Images come to mind here of Obama as the impossibly-tasked black Sheriff Bart trying to bring law and order in the comedy Western Blazing Saddles. Incredibly, though, this is America 2016, and its latest 'serious' efforts at gun law, not 1874 and the rollicking fiction of Rock Ridge.


This is a country where the National Rifle Association  - "Freedom's safest place" - and Republican-backed gun lobby still effectively define the law at political gunpoint.

As the NRA load up for another 'right to bear arms' brawl with Obama, it all evokes romanticised notions of saloon bar duels, blazing guns and lawless frontier life.

Yet, as historical research shows, this is "a widely shared misunderstanding of the Wild West":
Frontier towns - places like Tombstone, Deadwood, and Dodge - actually had the most restrictive gun control laws in the nation. In fact, many of those same cities have far less burdensome gun control today then they did back in the 1800s. [...] A visitor arriving in Wichita, Kansas in 1873, the heart of the Wild West era, would have seen signs declaring, "Leave Your Revolvers At Police Headquarters, and Get a Check." [...] When Dodge City residents organized their municipal government, do you know what the very first law they passed was? A gun control law. They declared that "any person or persons found carrying concealed weapons in the city of Dodge or violating the laws of the State shall be dealt with according to law." Many frontier towns, including Tombstone, Arizona - the site of the infamous "Shootout at the OK Corral" - also barred the carrying of guns openly.

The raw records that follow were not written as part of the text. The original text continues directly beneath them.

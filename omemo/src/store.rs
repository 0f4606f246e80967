// This Source Code Form is subject to the terms of the Mozilla Public
// License, v. 2.0. If a copy of the MPL was not distributed with this
// file, You can obtain one at http://mozilla.org/MPL/2.0/.

//! The persistence contract of the encryption core.
//!
//! The core consumes this trait; backends implement it. [`MemoryStore`] is
//! the reference in-memory backend, also used throughout the test suite.

use async_trait::async_trait;
use std::collections::HashMap;
use std::sync::Mutex;

use crate::address::Address;
use crate::error::StoreError;
use crate::keys::KEY_LEN;

/// Everything one device persists: its own secrets, learned identities and
/// serialized sessions.
///
/// Trust is recorded on first use: `save_identity` stores an identity for an
/// unknown address; the caller decides what to do when `identity` returns a
/// key that differs from a newly observed one.
#[async_trait]
pub trait Store: Send + Sync {
    /// The seed of our Ed25519 identity key pair, if one was generated.
    async fn identity_seed(&self) -> Result<Option<[u8; KEY_LEN]>, StoreError>;

    /// Persists the seed of our identity key pair.
    async fn set_identity_seed(&self, seed: [u8; KEY_LEN]) -> Result<(), StoreError>;

    /// Our device id, if one was assigned.
    async fn local_device_id(&self) -> Result<Option<u32>, StoreError>;

    /// Persists our device id.
    async fn set_local_device_id(&self, device_id: u32) -> Result<(), StoreError>;

    /// The identity key recorded for a remote address.
    async fn identity(&self, address: &Address) -> Result<Option<[u8; KEY_LEN]>, StoreError>;

    /// Records the identity key of a remote address.
    async fn save_identity(
        &self,
        address: &Address,
        identity: [u8; KEY_LEN],
    ) -> Result<(), StoreError>;

    /// The private half of a one-time pre-key.
    async fn pre_key(&self, id: u32) -> Result<[u8; KEY_LEN], StoreError>;

    /// Persists the private half of a one-time pre-key.
    async fn save_pre_key(&self, id: u32, secret: [u8; KEY_LEN]) -> Result<(), StoreError>;

    /// Removes a consumed one-time pre-key.
    async fn remove_pre_key(&self, id: u32) -> Result<(), StoreError>;

    /// The private half of a signed pre-key.
    async fn signed_pre_key(&self, id: u32) -> Result<[u8; KEY_LEN], StoreError>;

    /// Persists the private half of a signed pre-key.
    async fn save_signed_pre_key(&self, id: u32, secret: [u8; KEY_LEN])
        -> Result<(), StoreError>;

    /// The serialized session with an address, if any.
    async fn session(&self, address: &Address) -> Result<Option<Vec<u8>>, StoreError>;

    /// Persists the serialized session with an address.
    async fn save_session(&self, address: &Address, blob: Vec<u8>) -> Result<(), StoreError>;
}

#[derive(Default)]
struct MemoryInner {
    identity_seed: Option<[u8; KEY_LEN]>,
    device_id: Option<u32>,
    identities: HashMap<Address, [u8; KEY_LEN]>,
    pre_keys: HashMap<u32, [u8; KEY_LEN]>,
    signed_pre_keys: HashMap<u32, [u8; KEY_LEN]>,
    sessions: HashMap<Address, Vec<u8>>,
}

/// An in-memory store backend.
#[derive(Default)]
pub struct MemoryStore {
    inner: Mutex<MemoryInner>,
}

impl MemoryStore {
    /// Creates an empty store.
    pub fn new() -> MemoryStore {
        MemoryStore::default()
    }
}

#[async_trait]
impl Store for MemoryStore {
    async fn identity_seed(&self) -> Result<Option<[u8; KEY_LEN]>, StoreError> {
        Ok(self.inner.lock().unwrap().identity_seed)
    }

    async fn set_identity_seed(&self, seed: [u8; KEY_LEN]) -> Result<(), StoreError> {
        self.inner.lock().unwrap().identity_seed = Some(seed);
        Ok(())
    }

    async fn local_device_id(&self) -> Result<Option<u32>, StoreError> {
        Ok(self.inner.lock().unwrap().device_id)
    }

    async fn set_local_device_id(&self, device_id: u32) -> Result<(), StoreError> {
        self.inner.lock().unwrap().device_id = Some(device_id);
        Ok(())
    }

    async fn identity(&self, address: &Address) -> Result<Option<[u8; KEY_LEN]>, StoreError> {
        Ok(self.inner.lock().unwrap().identities.get(address).copied())
    }

    async fn save_identity(
        &self,
        address: &Address,
        identity: [u8; KEY_LEN],
    ) -> Result<(), StoreError> {
        self.inner
            .lock()
            .unwrap()
            .identities
            .insert(address.clone(), identity);
        Ok(())
    }

    async fn pre_key(&self, id: u32) -> Result<[u8; KEY_LEN], StoreError> {
        self.inner
            .lock()
            .unwrap()
            .pre_keys
            .get(&id)
            .copied()
            .ok_or(StoreError::NotFound)
    }

    async fn save_pre_key(&self, id: u32, secret: [u8; KEY_LEN]) -> Result<(), StoreError> {
        self.inner.lock().unwrap().pre_keys.insert(id, secret);
        Ok(())
    }

    async fn remove_pre_key(&self, id: u32) -> Result<(), StoreError> {
        self.inner.lock().unwrap().pre_keys.remove(&id);
        Ok(())
    }

    async fn signed_pre_key(&self, id: u32) -> Result<[u8; KEY_LEN], StoreError> {
        self.inner
            .lock()
            .unwrap()
            .signed_pre_keys
            .get(&id)
            .copied()
            .ok_or(StoreError::NotFound)
    }

    async fn save_signed_pre_key(
        &self,
        id: u32,
        secret: [u8; KEY_LEN],
    ) -> Result<(), StoreError> {
        self.inner.lock().unwrap().signed_pre_keys.insert(id, secret);
        Ok(())
    }

    async fn session(&self, address: &Address) -> Result<Option<Vec<u8>>, StoreError> {
        Ok(self.inner.lock().unwrap().sessions.get(address).cloned())
    }

    async fn save_session(&self, address: &Address, blob: Vec<u8>) -> Result<(), StoreError> {
        self.inner
            .lock()
            .unwrap()
            .sessions
            .insert(address.clone(), blob);
        Ok(())
    }
}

Today in Tombstone, you don't even need a permit to carry around a firearm. Gun rights advocates are pushing lawmakers in state after state to do away with nearly all limits on the ability of people to have guns in public.
In response, much of the liberal media are hyping Obama's 'executive intervention' as a 'High Noon' moment. Yet his 'last stance at the Congressional corral' looks more like a fairground shot at improving background checks on gun ownership:
A source familiar with the administration’s efforts said Obama is expected to take executive action next week that would set a “reasonable threshold” for when sellers have to seek a background check [...] Going into his final year in office, Obama said his New Year’s resolution is to move forward on unfinished business.
While a service media report all this as Obama's 'great showdown', and attempt at a 'last hero legacy', there's no discussion of what might constitute any “reasonable threshold” regarding America's own suitability to wield arms, both at home and around the world. There's few serious "background checks" here on what Obama and prior administrations have done in the name of protecting their own or any other townspeople.

As ever, like those matinee Westerns, the propaganda posters keep us straight on the good guys and the bad guys, who gets to do the shooting, who gets to be taken, dead or alive.

While US authorities and media were in a rush to display the recent killings in San Bernardino as another jihadist terror attack, the actions of right wing "sovereign citizens", like the organised militia attack in Oregon, are treated as some wayward resistance to federal government. Rather than terrorist subversion, this was reported as 'gun-bearing invocation of the constitution'. As Bonnie Greer tweeted:
Can we please get 1 Muslim to join the right-wing terrorist militia in Oregon so our media can cover it?
But the problems of citizen guns and enforcement links much deeper into America's culture of violence. The causal connection between guns on US streets and higher US homicide rates, as set against other countries, has been ably mapped. Yet this is rarely viewed in relation to the extensive list of global US militarism, invasion and violence.

While Obama gets to be cast as the exasperated marshal trying to clean up the town, domestic gun culture is a reflection of America's wider self-proclaimed right to wield arms. Founded on Wild West violence against its indigenous people, the US acts as Top Gun and leading sharpshooter in spreading the West's own wild violence around the globe. And, as we see in Syria, Britain and France stand dutifully alongside as deputy marshals, a righteous Western posse enforcing their own violent law and disorder on Muslim lands

Where do we find 'mainstream' reporting or political discussion of US domestic gun violence framed as an issue of American exceptionalism, the state's 'exclusive right' to violence at home and abroad?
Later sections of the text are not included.